Step-by-step explanation:
The tetrahedral molecular geometry is a type of three-dimensional arrangement in which a molecule's central atom is surrounded by four electron groups. These electron groups could consist of atoms or lone pairs of electrons. In the perfect tetrahedral geometry, these groups are oriented towards the corners of a tetrahedron.
This configuration allows the groups to be as far apart as possible, minimizing the repulsion between them. An example of such a molecular shape is methane (CH4), where four hydrogen atoms are symmetrically distributed around a central carbon atom.
In molecules with a tetrahedral electron-pair geometry, the ideal bond angle is 109.5°, which is the angle between any two bonds in a perfect tetrahedron.

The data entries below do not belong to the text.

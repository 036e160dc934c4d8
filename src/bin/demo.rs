//! Fake network demo.
//!
//! Requests a handful of welcome titles and prints every delivery as it
//! arrives on the main-thread executor. Configure it with `NOTED_LATENCY_MS`,
//! `NOTED_ERROR_RATE`, `NOTED_ERROR_MESSAGE`, and `RUST_LOG`.

use std::process::ExitCode;
use std::sync::mpsc;

use noted::delivery::MainThreadExecutor;
use noted::{AsyncResult, CallFactory, FakeMainNetwork, MainNetwork, NetworkConfig};
use tracing_subscriber::{layer::SubscriberExt, util::SubscriberInitExt};

const REQUESTS: usize = 5;

fn main() -> ExitCode {
    tracing_subscriber::registry()
        .with(
            tracing_subscriber::EnvFilter::try_from_default_env()
                .unwrap_or_else(|_| "info,noted=debug".into()),
        )
        .with(tracing_subscriber::fmt::layer())
        .init();

    let config = match NetworkConfig::from_env() {
        Ok(config) => config,
        Err(error) => {
            tracing::warn!("Failed to load configuration from environment: {error}");
            tracing::info!("Using default configuration");
            NetworkConfig::default()
        }
    };
    tracing::info!(
        "Configuration loaded: latency={:?}, error_rate={}",
        config.latency,
        config.error_rate
    );

    let main_thread = match MainThreadExecutor::spawn() {
        Ok(executor) => executor,
        Err(error) => {
            tracing::error!("Failed to start main-thread executor: {error}");
            return ExitCode::FAILURE;
        }
    };
    let factory = match CallFactory::from_config(&config, main_thread.clone()) {
        Ok(factory) => factory,
        Err(error) => {
            tracing::error!("Invalid network configuration: {error}");
            return ExitCode::FAILURE;
        }
    };
    let network = FakeMainNetwork::new(factory);

    let (sender, receiver) = mpsc::channel();
    for request in 0..REQUESTS {
        let sender = sender.clone();
        let executor = main_thread.clone();
        network.fetch_new_welcome().add_listener(move |result| {
            let on_main_thread = executor.is_current();
            let _ = sender.send((request, result, on_main_thread));
        });
    }
    drop(sender);

    let mut failures = 0;
    for (request, result, on_main_thread) in receiver {
        match result {
            AsyncResult::Success(title) => {
                tracing::info!(request, on_main_thread, "Received title: {title}");
            }
            AsyncResult::Failure(error) => {
                failures += 1;
                tracing::warn!(request, on_main_thread, "Request failed: {error}");
            }
        }
    }

    tracing::info!("{} of {REQUESTS} requests succeeded", REQUESTS - failures);
    ExitCode::SUCCESS
}
//! Network seam consumed by title repositories.
//!
//! [`MainNetwork`] is what callers program against; [`FakeMainNetwork`]
//! implements it on top of a [`CallFactory`].

use crate::call::AsyncCall;
use crate::factory::CallFactory;

/// Titles the fake network picks from.
pub const WELCOME_TITLES: [&str; 5] = [
    "Hello, network!",
    "Welcome back",
    "Good to see you",
    "Fresh from the server",
    "Noted",
];

/// Remote source of welcome titles.
pub trait MainNetwork: Send + Sync {
    /// Requests a new welcome title.
    fn fetch_new_welcome(&self) -> AsyncCall<String>;
}

/// [`MainNetwork`] backed by the fake network library.
#[derive(Debug, Clone)]
pub struct FakeMainNetwork {
    factory: CallFactory,
}

impl FakeMainNetwork {
    /// Creates a network issuing calls through `factory`.
    #[must_use]
    pub const fn new(factory: CallFactory) -> Self {
        Self { factory }
    }
}

impl MainNetwork for FakeMainNetwork {
    fn fetch_new_welcome(&self) -> AsyncCall<String> {
        let [first, rest @ ..] = WELCOME_TITLES;
        self.factory.dispatch(
            first.to_string(),
            rest.iter().map(|title| (*title).to_string()),
        )
    }
}
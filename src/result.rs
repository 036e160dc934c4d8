//! Outcome of a fake network call.
//!
//! [`AsyncResult`] is what listeners receive. A failure is an ordinary
//! variant, so callers branch on it instead of catching anything.

use std::fmt;

use crate::error::NetworkError;

/// Information about a simulated network failure.
#[derive(Debug, Clone, PartialEq, Eq, Hash)]
pub struct ErrorInfo {
    message: String,
}

impl ErrorInfo {
    /// Creates a new `ErrorInfo` carrying `message`.
    pub fn new(message: impl Into<String>) -> Self {
        Self {
            message: message.into(),
        }
    }

    /// Returns the human-readable message.
    #[must_use]
    pub fn message(&self) -> &str {
        &self.message
    }
}

impl fmt::Display for ErrorInfo {
    fn fmt(&self, formatter: &mut fmt::Formatter<'_>) -> fmt::Result {
        formatter.write_str(&self.message)
    }
}

impl From<ErrorInfo> for NetworkError {
    fn from(info: ErrorInfo) -> Self {
        Self::SimulatedFailure {
            message: info.message,
        }
    }
}

/// The terminal result of an [`AsyncCall`](crate::AsyncCall).
///
/// # Examples
///
/// ```rust
/// use noted::{AsyncResult, ErrorInfo};
///
/// let success: AsyncResult<i32> = AsyncResult::Success(42);
/// assert_eq!(success.success(), Some(&42));
///
/// let failure: AsyncResult<i32> = AsyncResult::Failure(ErrorInfo::new("offline"));
/// assert_eq!(failure.failure().map(ErrorInfo::message), Some("offline"));
/// ```
#[derive(Debug, Clone, PartialEq, Eq, Hash)]
pub enum AsyncResult<T> {
    /// The call completed with data.
    Success(T),
    /// The call failed.
    Failure(ErrorInfo),
}

impl<T> AsyncResult<T> {
    /// Returns `true` if this is a `Success`.
    #[must_use]
    pub const fn is_success(&self) -> bool {
        matches!(self, Self::Success(_))
    }

    /// Returns `true` if this is a `Failure`.
    #[must_use]
    pub const fn is_failure(&self) -> bool {
        matches!(self, Self::Failure(_))
    }

    /// Returns the data of a `Success`.
    #[must_use]
    pub const fn success(&self) -> Option<&T> {
        match self {
            Self::Success(data) => Some(data),
            Self::Failure(_) => None,
        }
    }

    /// Returns the error information of a `Failure`.
    #[must_use]
    pub const fn failure(&self) -> Option<&ErrorInfo> {
        match self {
            Self::Success(_) => None,
            Self::Failure(info) => Some(info),
        }
    }

    /// Maps the data of a `Success`, leaving a `Failure` untouched.
    pub fn map<U, F>(self, function: F) -> AsyncResult<U>
    where
        F: FnOnce(T) -> U,
    {
        match self {
            Self::Success(data) => AsyncResult::Success(function(data)),
            Self::Failure(info) => AsyncResult::Failure(info),
        }
    }

    /// Converts into a `Result`, turning a `Failure` into
    /// [`NetworkError::SimulatedFailure`].
    ///
    /// # Errors
    ///
    /// Returns `NetworkError::SimulatedFailure` for a `Failure`.
    pub fn into_result(self) -> Result<T, NetworkError> {
        match self {
            Self::Success(data) => Ok(data),
            Self::Failure(info) => Err(info.into()),
        }
    }
}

However, if there are lone pairs present, as seen in molecules like ammonia (NH3), the molecular shape becomes trigonal pyramidal, which is essentially a tetrahedron missing a vertex. The presence of lone pairs can lead to bond angles that are slightly less than the ideal angle of 109.5°.
For instance, in water (H2O), the H-O-H bond angle is reduced to approximately 104.5° due to the repulsion between the bonded pairs of electrons (BP) and the lone pairs of electrons (LP).